The comments below have an interesting side-light on this. If the command was:

find . -name '*.txt' -o -name '*.html'

then, since no explicit action is specified for either alternative, the default -print (not -print0!) action is used for both alternatives and both files are listed. With a -print or other explicit action after one of the alternatives (but not the other), then only the alternative with the action takes effect.

find . -name '*.txt' -print -o -name '*.html'

This also suggests that you could have different actions for the different alternatives. You could also apply other conditions, such as a modification time:

find . \( -name '*.txt' -o -name '*.html' \) -mtime +5 -print0

find . \( -name '*.txt'  -mtime +5 -o -name '*.html' \) -print0

The first prints txt or html files older than 5 days (so it prints nothing for the example directory - the files are a few seconds old); the second prints txt files older than 5 days or html files of any age (so just file.html). And so on...
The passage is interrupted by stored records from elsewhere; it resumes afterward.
//! Per-category primitive models and dispatch over stattype
use enum_dispatch::enum_dispatch;
use rand::Rng;
use crate::rv::dist::{
    Bernoulli, Beta, Categorical, Gamma, Gaussian, NormalInvChiSquared,
    Poisson, SymmetricDirichlet,
};
use crate::rv::traits::{HasSuffStat, Rv};
use skein_consts::MAX_CATEGORICAL_K;
use skein_data::{Datum, DatumConversionError};

use crate::component::{ConjugateComponent, PrimitivePrior};
use crate::{ColumnMetadata, Hyperparameters, PrimitiveError, StatType};

pub type BetaBernoulli = ConjugateComponent<bool, Bernoulli, Beta>;
pub type DirichletCategorical =
    ConjugateComponent<u8, Categorical, SymmetricDirichlet>;
pub type NixGaussian = ConjugateComponent<f64, Gaussian, NormalInvChiSquared>;
pub type GammaPoisson = ConjugateComponent<u32, Poisson, Gamma>;

/// The model owned by a single category of a column
#[enum_dispatch]
pub trait PrimitiveModel {
    /// The stattype of the data the model accepts
    fn stattype(&self) -> StatType;
    /// The number of incorporated observations
    fn n(&self) -> usize;
    /// Check that `datum` could be incorporated without touching the model
    fn check_datum(&self, datum: &Datum) -> Result<(), PrimitiveError>;
    /// Absorb `datum` into the sufficient statistic
    fn incorporate(&mut self, datum: &Datum) -> Result<(), PrimitiveError>;
    /// Remove a previously incorporated `datum` from the sufficient statistic
    fn unincorporate(&mut self, datum: &Datum) -> Result<(), PrimitiveError>;
    /// Log posterior predictive density of `datum`
    fn logpdf(&self, datum: &Datum) -> Result<f64, PrimitiveError>;
    /// Log marginal likelihood of the incorporated data
    fn logpdf_score(&self) -> f64;
    /// Draw one value from the posterior predictive
    fn draw(&self, rng: &mut impl Rng) -> Datum;
    /// Draw `n` values from the posterior predictive
    fn simulate(&self, n: usize, rng: &mut impl Rng) -> Vec<Datum> {
        (0..n).map(|_| self.draw(rng)).collect()
    }
}

impl<X, Fx, Pr> ConjugateComponent<X, Fx, Pr>
where
    X: TryFrom<Datum, Error = DatumConversionError> + Into<Datum>,
    Fx: Rv<X> + HasSuffStat<X>,
    Pr: PrimitivePrior<X, Fx>,
{
    fn to_value(&self, datum: &Datum) -> Result<X, PrimitiveError> {
        let stattype = Pr::stattype();
        let x = X::try_from(datum.clone()).map_err(|err| match err {
            DatumConversionError::CannotConvertMissing => {
                PrimitiveError::Missing
            }
            _ => PrimitiveError::InvalidDatum {
                stattype,
                datum: datum.clone(),
            },
        })?;

        if self.prior().supports(&x) {
            Ok(x)
        } else {
            Err(PrimitiveError::OutOfSupport {
                stattype,
                datum: datum.clone(),
            })
        }
    }
}

impl<X, Fx, Pr> PrimitiveModel for ConjugateComponent<X, Fx, Pr>
where
    X: TryFrom<Datum, Error = DatumConversionError> + Into<Datum>,
    Fx: Rv<X> + HasSuffStat<X>,
    Pr: PrimitivePrior<X, Fx>,
{
    fn stattype(&self) -> StatType {
        Pr::stattype()
    }

    fn n(&self) -> usize {
        ConjugateComponent::n(self)
    }

    fn check_datum(&self, datum: &Datum) -> Result<(), PrimitiveError> {
        self.to_value(datum).map(|_| ())
    }

    fn incorporate(&mut self, datum: &Datum) -> Result<(), PrimitiveError> {
        let x = self.to_value(datum)?;
        self.observe(&x);
        Ok(())
    }

    fn unincorporate(&mut self, datum: &Datum) -> Result<(), PrimitiveError> {
        let x = self.to_value(datum)?;
        if ConjugateComponent::n(self) == 0 {
            return Err(PrimitiveError::NoObservations(Pr::stattype()));
        }
        self.forget(&x);
        Ok(())
    }

    fn logpdf(&self, datum: &Datum) -> Result<f64, PrimitiveError> {
        self.to_value(datum).map(|x| self.ln_pp(&x))
    }

    fn logpdf_score(&self) -> f64 {
        self.ln_m()
    }

    fn draw(&self, rng: &mut impl Rng) -> Datum {
        ConjugateComponent::draw(self, rng).into()
    }
}

/// A primitive model of any stattype
#[enum_dispatch(PrimitiveModel)]
#[derive(Clone, Debug)]
pub enum Primitive {
    Bernoulli(BetaBernoulli),
    Categorical(DirichletCategorical),
    Gaussian(NixGaussian),
    Count(GammaPoisson),
}

fn invalid_hyper<E: std::fmt::Debug>(
    stattype: StatType,
) -> impl FnOnce(E) -> PrimitiveError {
    move |err| PrimitiveError::InvalidHyperparameters {
        stattype,
        reason: format!("{err:?}"),
    }
}

impl Primitive {
    /// Create an empty model from hyperparameters. Categorical models take
    /// the size of their domain from `metadata`.
    ///
    /// # Example
    ///
    /// ```
    /// # use skein_stats::{ColumnMetadata, Hyperparameters, Primitive};
    /// # use skein_stats::{PrimitiveModel, StatType};
    /// # use skein_data::Datum;
    /// let hyper = Hyperparameters::default_for(StatType::Categorical);
    /// let metadata = ColumnMetadata::with_k(4);
    /// let mut model = Primitive::new(&hyper, &metadata).unwrap();
    ///
    /// model.incorporate(&Datum::Categorical(3)).unwrap();
    /// assert_eq!(model.n(), 1);
    /// assert!(model.incorporate(&Datum::Categorical(4)).is_err());
    /// ```
    pub fn new(
        hyper: &Hyperparameters,
        metadata: &ColumnMetadata,
    ) -> Result<Self, PrimitiveError> {
        let stattype = hyper.stattype();
        let model = match *hyper {
            Hyperparameters::Bernoulli { alpha, beta } => {
                let prior =
                    Beta::new(alpha, beta).map_err(invalid_hyper(stattype))?;
                Primitive::Bernoulli(ConjugateComponent::new(prior))
            }
            Hyperparameters::Categorical { alpha } => {
                let k = metadata
                    .k()
                    .ok_or(PrimitiveError::MissingCategoricalDomain)?;
                if k == 0 || k > MAX_CATEGORICAL_K {
                    return Err(PrimitiveError::InvalidCategoricalDomain(k));
                }
                let prior = SymmetricDirichlet::new(alpha, k)
                    .map_err(invalid_hyper(stattype))?;
                Primitive::Categorical(ConjugateComponent::new(prior))
            }
            Hyperparameters::Gaussian { m, k, v, s2 } => {
                let prior = NormalInvChiSquared::new(m, k, v, s2)
                    .map_err(invalid_hyper(stattype))?;
                Primitive::Gaussian(ConjugateComponent::new(prior))
            }
            Hyperparameters::Count { shape, rate } => {
                let prior = Gamma::new(shape, rate)
                    .map_err(invalid_hyper(stattype))?;
                Primitive::Count(ConjugateComponent::new(prior))
            }
        };
        Ok(model)
    }
}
Thanks to DevSolar for his comments leading to this addition.

Jonathan Leffler
Erm... I see from your comment on my answer that the parentheses seem to be required on SUN, but it works excellently without them on both Linux (GNU find) and AIX (AIX find). Could you elaborate why exactly it would fail without them? According to 'man find', the parens are for precedence only...
DevSolar
mkdir find-example; cd find-example; >file.txt; >file.html;find . -name '*.txt' -o -name '*.html' -print; -- on Solaris, both GNU and Solaris 'find' list just file.html.
Jonathan Leffler
Heh... funny. I always omit the '-print' as it's the default action anyway. It turns out that, if no '-print' is given, *both* files are printed - only if you explicitly set '-print', that binds stronger with '-name \*html' (because it's an AND), and breaks the whole expression.
DevSolar
Once upon a long time ago, print wasn't the default, so I usually use it. The '-print0' in the Q is not default. I confirm that w/o the '-print' you get both files list in my example - GNU and Solaris finds. Interesting sidelight - thanks, DevSolar.